A brief resume of Mr. K. R Bharat and Mr. M. M. Agrawal is included in
the notice of the ensuing Annual General Meeting scheduled to be held
on September 22, 2011.
The Directors recommend their re-appointment for approval of the
members.
SUBSIDIARY COMPANIES AND CONSOLIDATED FINANCIAL STATEMENTS
As at March 31, 2011, your Company had 27 subsidiaries/ step-down
subsidiaries. Pursuant to the Accounting Standard (AS 21) issued by the
Institute of Chartered Accountants of India, audited consolidated
financial statements together with Auditors'' Report thereon form part
of his Annual Report includes financial information of the
subsidiaries.
Pursuant to general exemption granted vide notification dated February
8, 2011, issued by the Ministry of Corporate Affairs, Government of
India, this Annual Report is presented without attaching annual
accounts of the subsidiaries for the year ended March 31, 2011. A
statement in respect of the said subsidiaries pursuant to Section 212
of the Companies Act, 1956, is enclosed herewith as required. The
annual reports and accounts of subsidiaries will be made available for
inspection at the registered office of the Company and also of the
subsidiary companies concerned during working hours. The same, along
with related detailed information will be made available to the
investors of the Company as well as of subsidiaries, on request. The
brief financial details of the subsidiaries for the year ended March
31, 2011, as prescribed under the said notification have been disclosed
in the consolidated balance sheet of the Company.
AUDITORS
The Auditors of your Company, M/s. Contractor, Nayak & Kishnadwala,
Chartered Accountants, retire at the ensuing Annual General Meeting and
have confirmed their eligibility for re-appointment under Section 224
(1-B) of the Companies Act, 1956.
The Directors recommend their re-appointment for approval of the
members.
PARTICULARS OF EMPLOYEES
As required under the provisions of Section 217(2A) of the Companies
Act, 1956 (the Act), read with the Companies (Particulars of Employees)
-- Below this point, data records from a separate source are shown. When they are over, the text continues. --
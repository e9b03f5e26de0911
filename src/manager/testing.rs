// SPDX-License-Identifier: MPL-2.0
// This Source Code Form is subject to the terms of the Mozilla Public
// License, v. 2.0. If a copy of the MPL was not distributed with this
// file, You can obtain one at https://mozilla.org/MPL/2.0/.

//! Recording collaborators for manager tests.

use std::io;
use std::net::{Ipv4Addr, SocketAddrV4};
use std::sync::Arc;
use std::time::Duration;

use bytes::{Bytes, BytesMut};
use parking_lot::Mutex;
use tokio::net::{TcpListener, TcpStream};

use crate::backoff::BackoffPolicy;
use crate::connector::{ConnectCallback, Connector};
use crate::error::DecodeError;
use crate::health::{HealthMonitor, HealthMonitorFactory, UnhealthyCallback};
use crate::protocol::{
    Decoder, DecoderEvent, MessageBuilder, SessionHeader, StatusCode, TransportHeader,
};
use crate::transport::QueueHandle;

use super::{Collaborators, DeviceManager, ManagerConfig};

/// A call made on [`RecordingConnector`].
#[derive(Debug, Clone, Copy, PartialEq, Eq)]
pub(crate) enum ConnectorCall {
    Add(SocketAddrV4),
    Disconnect(SocketAddrV4, bool),
    Remove(SocketAddrV4),
}

/// Connector that records calls and lets the test hand over sockets.
#[derive(Clone, Default)]
pub(crate) struct ConnectorProbe {
    calls: Arc<Mutex<Vec<ConnectorCall>>>,
    on_connect: Arc<Mutex<Option<ConnectCallback>>>,
}

impl ConnectorProbe {
    pub(crate) fn calls(&self) -> Vec<ConnectorCall> {
        self.calls.lock().clone()
    }

    /// Delivers `socket` as if the connector had just connected it to the
    /// device endpoint.
    pub(crate) fn connect(&self, socket: TcpStream) {
        let on_connect = self.on_connect.lock();
        let on_connect = on_connect.as_ref().expect("manager installs a connect callback");
        on_connect(device_endpoint(), socket);
    }
}

struct RecordingConnector(ConnectorProbe);

impl Connector for RecordingConnector {
    fn set_on_connect(&mut self, on_connect: ConnectCallback) {
        *self.0.on_connect.lock() = Some(on_connect);
    }

    fn add_endpoint(&mut self, endpoint: SocketAddrV4, _policy: Arc<dyn BackoffPolicy>) {
        self.0.calls.lock().push(ConnectorCall::Add(endpoint));
    }

    fn disconnect(&mut self, endpoint: SocketAddrV4, pause: bool) {
        self.0
            .calls
            .lock()
            .push(ConnectorCall::Disconnect(endpoint, pause));
    }

    fn remove_endpoint(&mut self, endpoint: SocketAddrV4) {
        self.0.calls.lock().push(ConnectorCall::Remove(endpoint));
    }
}

/// Newline-delimited test protocol.
///
/// Every line is a root-layer frame. `cmd <sequence> <endpoint> <payload>`
/// additionally carries a request; `garbage` is a decode error.
pub(crate) struct LineDecoder;

impl Decoder for LineDecoder {
    fn decode(
        &mut self,
        transport: &TransportHeader,
        buffer: &mut BytesMut,
    ) -> Result<Vec<DecoderEvent>, DecodeError> {
        let mut events = Vec::new();

        while let Some(end) = buffer.iter().position(|&b| b == b'\n') {
            let line = buffer.split_to(end + 1);
            let line = String::from_utf8_lossy(&line[..end]).into_owned();

            if line == "garbage" {
                return Err(DecodeError::Malformed(line));
            }
            events.push(DecoderEvent::RootData(*transport));

            let mut parts = line.splitn(4, ' ');
            if parts.next() == Some("cmd") {
                let sequence = parts.next().and_then(|s| s.parse().ok()).unwrap_or(0);
                let endpoint = parts.next().and_then(|s| s.parse().ok()).unwrap_or(0);
                let payload = parts.next().unwrap_or_default().to_owned();
                events.push(DecoderEvent::Request {
                    transport: *transport,
                    header: SessionHeader::new(sequence, endpoint),
                    payload: Bytes::from(payload),
                });
            }
        }

        Ok(events)
    }
}

pub(crate) struct LineBuilder;

impl MessageBuilder for LineBuilder {
    fn build_status(&self, sequence: u32, endpoint: u16, code: StatusCode, description: &str) -> Bytes {
        Bytes::from(format!("status {sequence} {endpoint} {code:?} {description}\n"))
    }

    fn build_heartbeat(&self) -> Bytes {
        Bytes::from_static(b"heartbeat\n")
    }
}

#[derive(Default)]
struct HealthLog {
    created: usize,
    heartbeats: usize,
    fail_setup: bool,
    unhealthy: Vec<UnhealthyCallback>,
}

/// Health monitors that only count and can be failed on demand.
#[derive(Clone, Default)]
pub(crate) struct HealthProbe(Arc<Mutex<HealthLog>>);

impl HealthProbe {
    pub(crate) fn created(&self) -> usize {
        self.0.lock().created
    }

    pub(crate) fn heartbeats(&self) -> usize {
        self.0.lock().heartbeats
    }

    pub(crate) fn fail_setup(&self) {
        self.0.lock().fail_setup = true;
    }

    /// Runs the unhealthy callback of the most recent monitor.
    pub(crate) fn trigger_unhealthy(&self) {
        let callback = self.0.lock().unhealthy.pop().expect("no monitor created");
        callback();
    }
}

struct CountingMonitor(HealthProbe);

impl HealthMonitor for CountingMonitor {
    fn setup(&mut self) -> bool {
        !self.0.0.lock().fail_setup
    }

    fn heartbeat_received(&mut self) {
        self.0.0.lock().heartbeats += 1;
    }
}

struct CountingFactory(HealthProbe);

impl HealthMonitorFactory for CountingFactory {
    fn create(
        &mut self,
        _device: Ipv4Addr,
        _queue: QueueHandle,
        on_unhealthy: UnhealthyCallback,
    ) -> Box<dyn HealthMonitor> {
        let mut log = self.0.0.lock();
        log.created += 1;
        log.unhealthy.push(on_unhealthy);
        Box::new(CountingMonitor(self.0.clone()))
    }
}

/// A manager wired to recording collaborators.
pub(crate) struct Harness {
    pub(crate) manager: DeviceManager,
    pub(crate) connector: ConnectorProbe,
    pub(crate) health: HealthProbe,
}

impl Harness {
    pub(crate) fn new() -> Self {
        let connector = ConnectorProbe::default();
        let health = HealthProbe::default();

        let manager = DeviceManager::new(
            ManagerConfig::default(),
            Collaborators {
                connector: Box::new(RecordingConnector(connector.clone())),
                decoder: Box::new(LineDecoder),
                message_builder: Arc::new(LineBuilder),
                health_monitors: Box::new(CountingFactory(health.clone())),
            },
        );

        Self {
            manager,
            connector,
            health,
        }
    }

    /// Handles manager events until `done` holds.
    pub(crate) async fn pump_until(&mut self, mut done: impl FnMut(&DeviceManager) -> bool) {
        tokio::time::timeout(Duration::from_secs(5), async {
            while !done(&self.manager) {
                let event = self.manager.next_event().await.expect("event channel open");
                self.manager.handle_event(event);
            }
        })
        .await
        .expect("timed out waiting for manager state");
    }

    /// Opens a loopback session, hands our side to the manager and returns the
    /// device side.
    pub(crate) async fn connect_device(&mut self) -> TcpStream {
        let (controller, device) = socket_pair().await;
        self.connector.connect(controller);
        self.pump_until(|m| m.connection_phase(device_address()).is_some_and(|p| p.is_connected()))
            .await;
        device
    }
}

/// The address every loopback session appears to come from.
pub(crate) fn device_address() -> Ipv4Addr {
    Ipv4Addr::LOCALHOST
}

pub(crate) fn device_endpoint() -> SocketAddrV4 {
    SocketAddrV4::new(device_address(), crate::protocol::E133_PORT)
}

/// Returns a connected (controller, device) pair over loopback.
pub(crate) async fn socket_pair() -> (TcpStream, TcpStream) {
    let listener = TcpListener::bind("127.0.0.1:0").await.unwrap();
    let controller = TcpStream::connect(listener.local_addr().unwrap())
        .await
        .unwrap();
    let (device, _) = listener.accept().await.unwrap();
    (controller, device)
}

/// Returns our side of a session the device has already reset.
///
/// The device closes with unread data pending, so its kernel answers with a
/// reset and our socket loses its peer address.
pub(crate) async fn reset_session() -> TcpStream {
    use tokio::io::AsyncWriteExt;

    let (mut controller, device) = socket_pair().await;
    controller.write_all(b"unread\n").await.unwrap();
    device.readable().await.unwrap();
    drop(device);

    tokio::time::timeout(Duration::from_secs(5), async {
        while controller.peer_addr().is_ok() {
            tokio::time::sleep(Duration::from_millis(10)).await;
        }
    })
    .await
    .expect("session was not reset");
    controller
}

/// Reads one line from `socket`, or `None` if nothing arrives within `wait`.
pub(crate) async fn read_line(socket: &mut TcpStream, wait: Duration) -> Option<String> {
    use tokio::io::AsyncReadExt;

    let mut line = Vec::new();
    let read = tokio::time::timeout(wait, async {
        let mut byte = [0u8; 1];
        loop {
            match socket.read(&mut byte).await {
                Ok(0) => return Err(io::Error::from(io::ErrorKind::UnexpectedEof)),
                Ok(_) if byte[0] == b'\n' => return Ok(()),
                Ok(_) => line.push(byte[0]),
                Err(e) => return Err(e),
            }
        }
    })
    .await;

    match read {
        Ok(Ok(())) => Some(String::from_utf8_lossy(&line).into_owned()),
        _ => None,
    }
}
Rules 1975 as amended, the requisite particulars with respect to the
employees of the Company, who were in receipt of remuneration in excess
of the limits specified under the said section are set out in the
annexure forming part of this report. However, as per the provisions of
Section 219(b) (iv) of the Act, the report and the accounts are being
sent to all members of the Company excluding this annexure of
particulars of employees. Any member interested in obtaining such
particulars may write to the Company at the registered office.
CONSERVATION OF ENERGY, TECHNOLOGY ABSORPTION, EXPORT MARKET
DEVELOPMENT AND FOREIGN EXCHANGE EARNINGS and OUTGO
The Conservation of Energy and Technology Absorption under the
Companies (Disclosure of Particulars in the Report of the Board of
Directors) Rules, 1988, are not applicable to your Company. However,
the Directors would like to assure you that every measure is taken to
save and conserve energy at all the stages of operating the vessels, as
well as, in our shore activities.
In its endeavor to develop the export market, your Company has
formed/acquired new overseas subsidiaries during the year.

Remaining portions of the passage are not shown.